## RECORDS SUPPLIED
--- START ---

use core::cmp::Ordering;
use core::fmt;
use core::str::FromStr;

use dashu_int::IBig;
use serde::de::Error as _;
use serde::{Deserialize, Deserializer, Serialize, Serializer};

/// Rounding applied when a decimal result has to drop fractional digits.
#[derive(Debug, Clone, Copy, PartialEq, Eq, Hash, Serialize, Deserialize)]
pub enum RoundingMode {
    /// Away from zero.
    Up,
    /// Towards zero (truncation).
    Down,
    Ceiling,
    Floor,
    HalfUp,
    HalfDown,
    HalfEven,
}

impl Default for RoundingMode {
    fn default() -> Self {
        RoundingMode::HalfUp
    }
}

/// Arithmetic backend a model is compiled against.
#[derive(Debug, Clone, Copy, PartialEq, Eq, Hash, Serialize, Deserialize)]
pub enum NumericType {
    /// IEEE-754 binary64.
    Double,
    /// `i64` holding `value * 10^scale`; results are rounded half-up.
    ScaledLong { scale: u8 },
    /// Arbitrary-precision decimal. `scale = None` keeps results exact except for division.
    BigDecimal {
        scale: Option<u32>,
        rounding: RoundingMode,
    },
}

impl NumericType {
    /// Largest scale a `ScaledLong` can carry without overflowing on the value `1`.
    pub const MAX_SCALED_LONG_SCALE: u8 = 18;

    pub const fn scaled_long(scale: u8) -> Self {
        NumericType::ScaledLong { scale }
    }

    pub const fn big_decimal(scale: u32, rounding: RoundingMode) -> Self {
        NumericType::BigDecimal {
            scale: Some(scale),
            rounding,
        }
    }
}

impl Default for NumericType {
    fn default() -> Self {
        NumericType::Double
    }
}

impl fmt::Display for NumericType {
    fn fmt(&self, f: &mut fmt::Formatter<'_>) -> fmt::Result {
        match self {
            NumericType::Double => f.write_str("double"),
            NumericType::ScaledLong { scale } => write!(f, "scaled-long({scale})"),
            NumericType::BigDecimal { scale: None, .. } => f.write_str("big-decimal"),
            NumericType::BigDecimal {
                scale: Some(scale),
                rounding,
            } => write!(f, "big-decimal({scale}, {rounding:?})"),
        }
    }
}

#[derive(Debug, Clone, PartialEq, Eq, thiserror::Error)]
#[error("invalid decimal literal `{0}`")]
pub struct ParseDecimalError(String);

/// Exact decimal number: `unscaled * 10^-scale`.
///
/// Every numeric literal in a model is stored this way so that each backend can convert it
/// without going through binary floating point first.
#[derive(Clone, Debug)]
pub struct BigDecimal {
    unscaled: IBig,
    scale: u32,
}

impl BigDecimal {
    pub fn new(unscaled: IBig, scale: u32) -> Self {
        Self { unscaled, scale }
    }

    pub fn zero() -> Self {
        Self::new(IBig::ZERO, 0)
    }

    pub fn one() -> Self {
        Self::from_i64(1)
    }

    pub fn from_i64(value: i64) -> Self {
        Self::new(IBig::from(value), 0)
    }

    /// `unscaled / 10^scale`, the representation used by the scaled-long backend.
    pub fn from_scaled_i64(unscaled: i64, scale: u32) -> Self {
        Self::new(IBig::from(unscaled), scale)
    }

    /// Shortest decimal that round-trips to `value`. Non-finite values have no decimal form.
    pub fn from_f64(value: f64) -> Option<Self> {
        if !value.is_finite() {
            return None;
        }
        // `Display` for f64 never uses exponent notation and prints the shortest round-trip digits.
        format!("{value}").parse().ok()
    }

    pub fn unscaled(&self) -> &IBig {
        &self.unscaled
    }

    pub fn scale(&self) -> u32 {
        self.scale
    }

    pub fn is_zero(&self) -> bool {
        self.unscaled == IBig::ZERO
    }

    pub fn is_negative(&self) -> bool {
        self.unscaled < IBig::ZERO
    }

    pub fn is_integer(&self) -> bool {
        let n = self.normalized();
        n.scale == 0
    }

    pub fn neg(&self) -> Self {
        Self::new(-self.unscaled.clone(), self.scale)
    }

    pub fn abs(&self) -> Self {
        if self.is_negative() {
            self.neg()
        } else {
            self.clone()
        }
    }

    pub fn add(&self, other: &Self) -> Self {
        let scale = self.scale.max(other.scale);
        let a = self.upscaled(scale);
        let b = other.upscaled(scale);
        Self::new(&a + &b, scale)
    }

    pub fn sub(&self, other: &Self) -> Self {
        self.add(&other.neg())
    }

    pub fn mul(&self, other: &Self) -> Self {
        Self::new(&self.unscaled * &other.unscaled, self.scale + other.scale)
    }

    /// Quotient rounded to `scale` fractional digits. `None` for a zero divisor.
    pub fn div(&self, other: &Self, scale: u32, mode: RoundingMode) -> Option<Self> {
        if other.is_zero() {
            return None;
        }
        // self / other = (a / 10^sa) / (b / 10^sb); scale the numerator so the quotient lands on `scale`.
        let shift = i64::from(scale) + i64::from(other.scale) - i64::from(self.scale);
        let (num, den) = if shift >= 0 {
            (&self.unscaled * &pow10(shift as u32), other.unscaled.clone())
        } else {
            (self.unscaled.clone(), &other.unscaled * &pow10((-shift) as u32))
        };
        let (num, den) = if den < IBig::ZERO {
            (-num, -den)
        } else {
            (num, den)
        };
        Some(Self::new(round_div(&num, &den, mode), scale))
    }

    /// Rescales to exactly `scale` fractional digits, rounding when digits are dropped.
    pub fn with_scale(&self, scale: u32, mode: RoundingMode) -> Self {
        if scale >= self.scale {
            Self::new(self.upscaled(scale), scale)
        } else {
            let den = pow10(self.scale - scale);
            Self::new(round_div(&self.unscaled, &den, mode), scale)
        }
    }

    /// Same value with trailing fractional zeros removed.
    pub fn normalized(&self) -> Self {
        let ten = IBig::from(10);
        let mut unscaled = self.unscaled.clone();
        let mut scale = self.scale;
        while scale > 0 && (&unscaled % &ten) == IBig::ZERO {
            unscaled = &unscaled / &ten;
            scale -= 1;
        }
        Self::new(unscaled, scale)
    }

    /// Integer `value^exponent`, exact.
    pub fn powi(&self, exponent: u32) -> Self {
        Self::new(
            self.unscaled.pow(exponent as usize),
            self.scale * exponent,
        )
    }

    /// Nearest binary64 value.
    pub fn to_f64(&self) -> f64 {
        self.to_string().parse().unwrap_or(f64::NAN)
    }

    /// Integer part (truncated towards zero) if it fits in an `i64`.
    pub fn to_i64(&self) -> Option<i64> {
        let truncated = self.with_scale(0, RoundingMode::Down);
        i64::try_from(truncated.unscaled).ok()
    }

    /// `round(value * 10^scale)` as an `i64`, for the scaled-long backend.
    pub fn to_scaled_i64(&self, scale: u32, mode: RoundingMode) -> Option<i64> {
        let rescaled = self.with_scale(scale, mode);
        i64::try_from(rescaled.unscaled).ok()
    }

    fn upscaled(&self, scale: u32) -> IBig {
        debug_assert!(scale >= self.scale);
        if scale == self.scale {
            self.unscaled.clone()
        } else {
            &self.unscaled * &pow10(scale - self.scale)
        }
    }
}

fn pow10(exp: u32) -> IBig {
    IBig::from(10).pow(exp as usize)
}

/// `num / den` rounded per `mode`; `den` must be positive.
fn round_div(num: &IBig, den: &IBig, mode: RoundingMode) -> IBig {
    let quotient = num / den;
    let remainder = num - &(&quotient * den);
    if remainder == IBig::ZERO {
        return quotient;
    }
    let negative = *num < IBig::ZERO;
    let remainder = if remainder < IBig::ZERO {
        -remainder
    } else {
        remainder
    };
    let half = (&remainder * &IBig::from(2)).cmp(den);
    let away = match mode {
        RoundingMode::Up => true,
        RoundingMode::Down => false,
        RoundingMode::Ceiling => !negative,
        RoundingMode::Floor => negative,
        RoundingMode::HalfUp => half != Ordering::Less,
        RoundingMode::HalfDown => half == Ordering::Greater,
        RoundingMode::HalfEven => {
            half == Ordering::Greater
                || (half == Ordering::Equal && (&quotient % &IBig::from(2)) != IBig::ZERO)
        }
    };
    match (away, negative) {
        (false, _) => quotient,
        (true, false) => quotient + IBig::ONE,
        (true, true) => quotient - IBig::ONE,
    }
}

impl PartialEq for BigDecimal {
    fn eq(&self, other: &Self) -> bool {
        self.cmp(other) == Ordering::Equal
    }
}

impl Eq for BigDecimal {}

impl PartialOrd for BigDecimal {
    fn partial_cmp(&self, other: &Self) -> Option<Ordering> {
        Some(self.cmp(other))
    }
}

impl Ord for BigDecimal {
    fn cmp(&self, other: &Self) -> Ordering {
        let scale = self.scale.max(other.scale);
        self.upscaled(scale).cmp(&other.upscaled(scale))
    }
}

impl From<i64> for BigDecimal {
    fn from(value: i64) -> Self {
        Self::from_i64(value)
    }
}

impl From<i32> for BigDecimal {
    fn from(value: i32) -> Self {
        Self::from_i64(i64::from(value))
    }
}

impl FromStr for BigDecimal {
    type Err = ParseDecimalError;

    fn from_str(s: &str) -> Result<Self, Self::Err> {
        let err = || ParseDecimalError(s.to_string());
        let raw = s.trim();
        let (negative, body) = match raw.as_bytes().first() {
            Some(b'-') => (true, &raw[1..]),
            Some(b'+') => (false, &raw[1..]),
            _ => (false, raw),
        };
        let (mantissa, exponent) = match body.find(['e', 'E']) {
            Some(pos) => {
                let exp: i64 = body[pos + 1..].parse().map_err(|_| err())?;
                (&body[..pos], exp)
            }
            None => (body, 0),
        };
        let (int_part, frac_part) = match mantissa.split_once('.') {
            Some((i, f)) => (i, f),
            None => (mantissa, ""),
        };
        if int_part.is_empty() && frac_part.is_empty() {
            return Err(err());
        }
        if !int_part.bytes().chain(frac_part.bytes()).all(|b| b.is_ascii_digit()) {
            return Err(err());
        }
        let digits = format!("{int_part}{frac_part}");
        let mut unscaled: IBig = digits.parse().map_err(|_| err())?;
        if negative {
            unscaled = -unscaled;
        }
        let scale = frac_part.len() as i64 - exponent;
        if scale >= 0 {
            let scale = u32::try_from(scale).map_err(|_| err())?;
            Ok(Self::new(unscaled, scale))
        } else {
            let shift = u32::try_from(-scale).map_err(|_| err())?;
            Ok(Self::new(&unscaled * &pow10(shift), 0))
        }
    }
}

impl fmt::Display for BigDecimal {
    fn fmt(&self, f: &mut fmt::Formatter<'_>) -> fmt::Result {
        let negative = self.is_negative();
        let magnitude = if negative {
            -self.unscaled.clone()
        } else {
            self.unscaled.clone()
        };
        let digits = magnitude.to_string();
        if negative {
            f.write_str("-")?;
        }
        let scale = self.scale as usize;
        if scale == 0 {
            return f.write_str(&digits);
        }
        if digits.len() > scale {
            let (int_part, frac_part) = digits.split_at(digits.len() - scale);
            write!(f, "{int_part}.{frac_part}")
        } else {
            write!(f, "0.{}{digits}", "0".repeat(scale - digits.len()))
        }
    }
}

impl Serialize for BigDecimal {
    fn serialize<S>(&self, serializer: S) -> Result<S::Ok, S::Error>
    where
        S: Serializer,
    {
        serializer.collect_str(self)
    }
}

impl<'de> Deserialize<'de> for BigDecimal {
    fn deserialize<D>(deserializer: D) -> Result<Self, D::Error>
    where
        D: Deserializer<'de>,
    {
        let raw = String::deserialize(deserializer)?;
        raw.parse().map_err(D::Error::custom)
    }
}

#[cfg(test)]
mod tests {
    use super::*;

    fn dec(s: &str) -> BigDecimal {
        s.parse().unwrap()
    }

    #[test]
    fn parses_plain_and_exponent_forms() {
        assert_eq!(dec("123.45").to_string(), "123.45");
        assert_eq!(dec("-0.005").to_string(), "-0.005");
        assert_eq!(dec("1.5e3").to_string(), "1500");
        assert_eq!(dec("123.45E-4").to_string(), "0.012345");
        assert_eq!(dec(".5").to_string(), "0.5");
        assert!("1.2.3".parse::<BigDecimal>().is_err());
        assert!("".parse::<BigDecimal>().is_err());
        assert!("e5".parse::<BigDecimal>().is_err());
    }

    #[test]
    fn equality_ignores_trailing_zeros() {
        assert_eq!(dec("160"), dec("160.00000000"));
        assert!(dec("0.1") < dec("0.10001"));
        assert_eq!(dec("160.00000000").normalized().to_string(), "160");
    }

    #[test]
    fn division_rounds_per_mode() {
        let one = BigDecimal::one();
        let three = BigDecimal::from_i64(3);
        let two = BigDecimal::from_i64(2);
        assert_eq!(
            one.div(&three, 4, RoundingMode::HalfUp).unwrap().to_string(),
            "0.3333"
        );
        assert_eq!(
            two.div(&three, 4, RoundingMode::HalfUp).unwrap().to_string(),
            "0.6667"
        );
        assert_eq!(
            two.div(&three, 4, RoundingMode::Down).unwrap().to_string(),
            "0.6666"
        );
        assert_eq!(
            two.neg().div(&three, 2, RoundingMode::Floor).unwrap().to_string(),
            "-0.67"
        );
        assert!(one.div(&BigDecimal::zero(), 4, RoundingMode::HalfUp).is_none());
    }

    #[test]
    fn half_even_and_half_down_differ_on_ties() {
        assert_eq!(dec("2.5").with_scale(0, RoundingMode::HalfEven).to_string(), "2");
        assert_eq!(dec("3.5").with_scale(0, RoundingMode::HalfEven).to_string(), "4");
        assert_eq!(dec("2.5").with_scale(0, RoundingMode::HalfDown).to_string(), "2");
        assert_eq!(dec("-2.5").with_scale(0, RoundingMode::HalfUp).to_string(), "-3");
    }

    #[test]
    fn f64_conversions_use_shortest_digits() {
        assert_eq!(BigDecimal::from_f64(0.1).unwrap().to_string(), "0.1");
        assert_eq!(BigDecimal::from_f64(160.0).unwrap().to_f64(), 160.0);
        assert!(BigDecimal::from_f64(f64::INFINITY).is_none());
        assert_eq!(dec("12.5").to_scaled_i64(4, RoundingMode::HalfUp), Some(125_000));
        assert_eq!(dec("-7.9").to_i64(), Some(-7));
    }

    #[test]
    fn serializes_as_string() {
        let json = serde_json::to_string(&dec("1.25")).unwrap();
        assert_eq!(json, "\"1.25\"");
        let back: BigDecimal = serde_json::from_str(&json).unwrap();
        assert_eq!(back, dec("1.25"));
    }
}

--- END ---

## WORK INSTRUCTIONS
Copy every line of the data that holds the string "enum".

## COMPLETED EXERCISE
pub enum RoundingMode {
pub enum NumericType {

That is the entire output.